In their paper, "Flood Enhancement through Flood Control," published in the October, 2001 issue of Geology, Criss and Shock lay the prime blame for increased flood levels on the Missouri and Mississippi rivers over the past century on the placement of wing dams on the nation's largest rivers.
Wing dams are jetties of rock placed nearly perpendicular along river banks, and are intended to stabilize channels and to keep water levels high in mid-river for barge traffic. In the reaches of both rivers in Missouri there are literally thousands of wing dams, many visible through your car's windshield. Most of them were built in the 1930s and '40s by the U.S. Army Corps of Engineers. During low flow, the wing dams keep the channel deeper for barge traffic, and increase water velocity in the center for a stable, self-scouring channel. But under flood conditions, Criss says, the structures act like scale in a pipe. They actually slow water velocity and constrict the channel, impeding the flow of water, forcing flood levels to rise.

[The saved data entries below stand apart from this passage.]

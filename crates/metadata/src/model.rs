// SPDX-License-Identifier: Apache-2.0

//! Model definitions: the typed contract a model exposes to a flow.

use crate::schema::SchemaDefinition;
use crate::types::{TypeDescriptor, Value};
use indexmap::IndexMap;
use serde::{Deserialize, Serialize};

/// A parameter a model accepts.
#[derive(Debug, Clone, PartialEq, Serialize, Deserialize)]
pub struct ModelParameter {
    /// The parameter's type.
    pub param_type: TypeDescriptor,

    /// Optional human-readable label.
    #[serde(default, skip_serializing_if = "Option::is_none")]
    pub label: Option<String>,

    /// Default value used when the job supplies none.
    #[serde(default, skip_serializing_if = "Option::is_none")]
    pub default_value: Option<Value>,
}

impl ModelParameter {
    /// Creates a parameter of the given type with no label or default.
    #[must_use]
    pub fn new(param_type: impl Into<TypeDescriptor>) -> Self {
        ModelParameter {
            param_type: param_type.into(),
            label: None,
            default_value: None,
        }
    }

    /// Returns a copy of this parameter with the given default value.
    #[must_use]
    pub fn with_default(mut self, default_value: Value) -> Self {
        self.default_value = Some(default_value);
        self
    }
}

/// The schema contract for one model input.
#[derive(Debug, Clone, PartialEq, Default, Serialize, Deserialize)]
pub struct ModelInputSchema {
    /// The declared schema; absent for fully dynamic inputs.
    #[serde(default, skip_serializing_if = "Option::is_none")]
    pub schema: Option<SchemaDefinition>,

    /// Optional human-readable label.
    #[serde(default, skip_serializing_if = "Option::is_none")]
    pub label: Option<String>,

    /// Whether the input may be omitted entirely.
    #[serde(default)]
    pub optional: bool,

    /// Whether the schema is decided at runtime rather than declared.
    #[serde(default)]
    pub dynamic: bool,
}

impl ModelInputSchema {
    /// Creates a static, required input with the given schema.
    #[must_use]
    pub fn of(schema: SchemaDefinition) -> Self {
        ModelInputSchema {
            schema: Some(schema),
            label: None,
            optional: false,
            dynamic: false,
        }
    }
}

/// The schema contract for one model output.
#[derive(Debug, Clone, PartialEq, Default, Serialize, Deserialize)]
pub struct ModelOutputSchema {
    /// The declared schema; absent for fully dynamic outputs.
    #[serde(default, skip_serializing_if = "Option::is_none")]
    pub schema: Option<SchemaDefinition>,

    /// Optional human-readable label.
    #[serde(default, skip_serializing_if = "Option::is_none")]
    pub label: Option<String>,

    /// Whether the output may be absent.
    #[serde(default)]
    pub optional: bool,

    /// Whether the schema is decided at runtime rather than declared.
    #[serde(default)]
    pub dynamic: bool,
}

impl ModelOutputSchema {
    /// Creates a static, required output with the given schema.
    #[must_use]
    pub fn of(schema: SchemaDefinition) -> Self {
        ModelOutputSchema {
            schema: Some(schema),
            label: None,
            optional: false,
            dynamic: false,
        }
    }
}

/// The full contract of a model: parameters, inputs, outputs, resources.
#[derive(Debug, Clone, PartialEq, Default, Serialize, Deserialize)]
pub struct ModelDefinition {
    /// Parameters by name.
    #[serde(default, skip_serializing_if = "IndexMap::is_empty")]
    pub parameters: IndexMap<String, ModelParameter>,

    /// Inputs by name.
    #[serde(default, skip_serializing_if = "IndexMap::is_empty")]
    pub inputs: IndexMap<String, ModelInputSchema>,

    /// Outputs by name.
    #[serde(default, skip_serializing_if = "IndexMap::is_empty")]
    pub outputs: IndexMap<String, ModelOutputSchema>,

    /// External resources by name.
    #[serde(default, skip_serializing_if = "IndexMap::is_empty")]
    pub resources: IndexMap<String, crate::resource::ResourceDefinition>,
}
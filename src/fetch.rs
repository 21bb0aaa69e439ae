//! Retrieval of raw sound bytes.

use std::fs;
use std::path::{Path, PathBuf};

use crate::audio_engine::errors::FetchError;

/// Source of the raw bytes behind a catalog `file` entry.
pub trait SoundFetcher {
    fn fetch(&self, file: &str) -> Result<Vec<u8>, FetchError>;
}

/// Reads sound files from disk, resolving relative paths against a root directory.
#[derive(Debug, Clone)]
pub struct FsFetcher {
    root: PathBuf,
}

impl FsFetcher {
    pub fn new(root: impl Into<PathBuf>) -> Self {
        Self { root: root.into() }
    }

    /// Fetcher rooted at the directory containing `catalog_path`.
    pub fn for_catalog(catalog_path: &Path) -> Self {
        let root = catalog_path
            .parent()
            .map(Path::to_path_buf)
            .unwrap_or_default();
        Self::new(root)
    }

    pub fn resolve(&self, file: &str) -> PathBuf {
        self.root.join(file)
    }
}

impl SoundFetcher for FsFetcher {
    fn fetch(&self, file: &str) -> Result<Vec<u8>, FetchError> {
        let path = self.resolve(file);
        fs::read(&path).map_err(|source| FetchError::from_io(path, source))
    }
}

/// Reads a dropped file.
pub fn read_dropped_file(path: &Path) -> Result<Vec<u8>, FetchError> {
    fs::read(path).map_err(|source| FetchError::from_io(path.to_path_buf(), source))
}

"The main problem with wing dams is that they make flood waters deeper," said Criss. "For floods of a given magnitude, the depth of water is much greater when you have them compared with places without them. In many areas of Missouri with wing dams, flood water can be ten feet higher than it was before they were built."
Criss and Shock compared flood stage levels of the middle-Mississippi River (from the confluence of the Missouri River down to the Ohio River), and the lower Missouri River , both heavily lined with wing dams, to the Meramec River in Missouri, which is one of the few free-flowing rivers in the United States, and the Ohio River at Cincinnati. The Ohio there is free of wing dams but does have levees and navigational locks and dams, which show little effect on water depth over 140 years of data. Both the Meramec and Ohio rivers show a horizontal line on graphs Criss and Shock drew up; the Mississippi and Missouri rivers, laden with wing dams, show distinctly rising lines throughout the past century.
Criss said his study is not the first to place the prime blame on wing dams (he says levees also contribute to increased flood stages, but have less effect than wing dams). Scientists in the mid-'70s also made this claim, but he said their research largely was bitterly criticized and subsequently ignored. What makes this study different is the comparison of rivers without wing dams or other structures, such as the Meramec River, to rivers that have been profoundly modified by a variety of different methods, using data gathered since the 1860s. This comparison clarifies the consequences of different engineering practices over time.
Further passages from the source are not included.